The Federal Register, the government publication that records such decisions, shows that 502 expatriates gave up their US citizenship or permanent residency status in the last quarter of 2009. That is a tiny portion of the 5.2 million Americans estimated by the State Department to be living abroad.
Still, 502 was the largest quarterly figure in years, more than twice the total for all of 2008, and it looms larger, given how agonizing the decision can be. There were 235 renunciations in 2008 and 743 last year. Waiting periods to meet with consular officers to formalize renunciations have grown.
It is not easy to renounce your citizenship. If you are wealthy, the costs can be very high, as the feds try to punish you for leaving. Davidson comments:
Just as there are “illegal immigrants” to the United States, so there are also now growing numbers of “illegal emigrants” from the United States. While statistics are necessarily sketchy, evidence suggests that there has been a dramatic upsurge in the number of US persons living abroad. According to the Association of Americans Resident Overseas, (AARO) apart from the military and other US government employees, 5.26 million US citizens reside abroad, a 67 percent increase since 2008. “Among the benefits the study cites of a life abroad are statistics that show expats earn more, pay less tax, have a better work/life balance, have an improved quality of life, enjoy broader cultural opportunities, and enjoy better job prospects.”

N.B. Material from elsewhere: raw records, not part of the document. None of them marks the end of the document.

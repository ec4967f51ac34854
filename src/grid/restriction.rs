//! Per-cell restriction tags
//!
//! Every cell carries at most one tag. A placement declares a mask of tags
//! it is willing to coexist with; an untagged cell is always acceptable.

use ahash::AHashMap;
use serde::{Deserialize, Serialize};

use crate::core::types::Cell;

/// What occupies or reserves a cell
#[derive(Debug, Clone, Copy, PartialEq, Eq, Hash, Default, Serialize, Deserialize)]
#[serde(rename_all = "snake_case")]
pub enum RestrictionTag {
    #[default]
    None,
    /// Claimed by a placed component
    Component,
    /// Kept clear for something else, e.g. thrust exhaust
    ReservedZone,
}

impl RestrictionTag {
    const fn bit(self) -> u8 {
        match self {
            RestrictionTag::None => 0,
            RestrictionTag::Component => 1,
            RestrictionTag::ReservedZone => 1 << 1,
        }
    }
}

impl std::fmt::Display for RestrictionTag {
    fn fmt(&self, f: &mut std::fmt::Formatter<'_>) -> std::fmt::Result {
        std::fmt::Debug::fmt(self, f)
    }
}

/// Set of restriction tags a placement may overlap
#[derive(Debug, Clone, Copy, PartialEq, Eq, Hash, Default, Serialize, Deserialize)]
#[serde(from = "Vec<RestrictionTag>", into = "Vec<RestrictionTag>")]
pub struct RestrictionMask(u8);

impl RestrictionMask {
    pub const EMPTY: RestrictionMask = RestrictionMask(0);
    pub const RESERVED_ZONE: RestrictionMask = RestrictionMask(RestrictionTag::ReservedZone.bit());

    pub const fn with(self, tag: RestrictionTag) -> Self {
        RestrictionMask(self.0 | tag.bit())
    }

    /// Membership test; `None` has no bit and is never a member
    pub const fn contains(self, tag: RestrictionTag) -> bool {
        let bit = tag.bit();
        bit != 0 && self.0 & bit == bit
    }

    /// Returns true if a cell carrying `tag` is acceptable under this mask
    pub const fn permits(self, tag: RestrictionTag) -> bool {
        matches!(tag, RestrictionTag::None) || self.contains(tag)
    }

    pub const fn is_empty(self) -> bool {
        self.0 == 0
    }

    pub fn tags(self) -> impl Iterator<Item = RestrictionTag> {
        [RestrictionTag::Component, RestrictionTag::ReservedZone]
            .into_iter()
            .filter(move |&tag| self.contains(tag))
    }
}

impl From<RestrictionTag> for RestrictionMask {
    fn from(tag: RestrictionTag) -> Self {
        RestrictionMask::EMPTY.with(tag)
    }
}

impl FromIterator<RestrictionTag> for RestrictionMask {
    fn from_iter<I: IntoIterator<Item = RestrictionTag>>(iter: I) -> Self {
        iter.into_iter().fold(RestrictionMask::EMPTY, RestrictionMask::with)
    }
}

impl From<Vec<RestrictionTag>> for RestrictionMask {
    fn from(tags: Vec<RestrictionTag>) -> Self {
        tags.into_iter().collect()
    }
}

impl From<RestrictionMask> for Vec<RestrictionTag> {
    fn from(mask: RestrictionMask) -> Self {
        mask.tags().collect()
    }
}

/// Cell -> restriction tag; untagged cells are not stored
#[derive(Debug, Clone, Default, PartialEq)]
pub struct RestrictionOverlay {
    tags: AHashMap<Cell, RestrictionTag>,
}

impl RestrictionOverlay {
    pub fn new() -> Self {
        Self::default()
    }

    /// Tag at a cell, `None` if untagged
    pub fn get(&self, cell: Cell) -> RestrictionTag {
        self.tags.get(&cell).copied().unwrap_or_default()
    }

    /// Set a cell's tag; setting `None` clears it
    pub fn set(&mut self, cell: Cell, tag: RestrictionTag) {
        if tag == RestrictionTag::None {
            self.tags.remove(&cell);
        } else {
            self.tags.insert(cell, tag);
        }
    }

    pub fn iter(&self) -> impl Iterator<Item = (Cell, RestrictionTag)> + '_ {
        self.tags.iter().map(|(&cell, &tag)| (cell, tag))
    }

    /// Number of tagged cells
    pub fn len(&self) -> usize {
        self.tags.len()
    }

    pub fn is_empty(&self) -> bool {
        self.tags.is_empty()
    }
}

In the opinion of the US State Department the AARO estimate is 25% too low. The State Department suggests that about 1.34 million Americans have become “illegal emigrants,” which is to say that they have gone abroad and “fallen off the radar.” As one report stated, “If an American living abroad stops paying their taxes, stops visiting the US, stops using embassy or consulate services they will not be OFFICIALLY counted anymore.”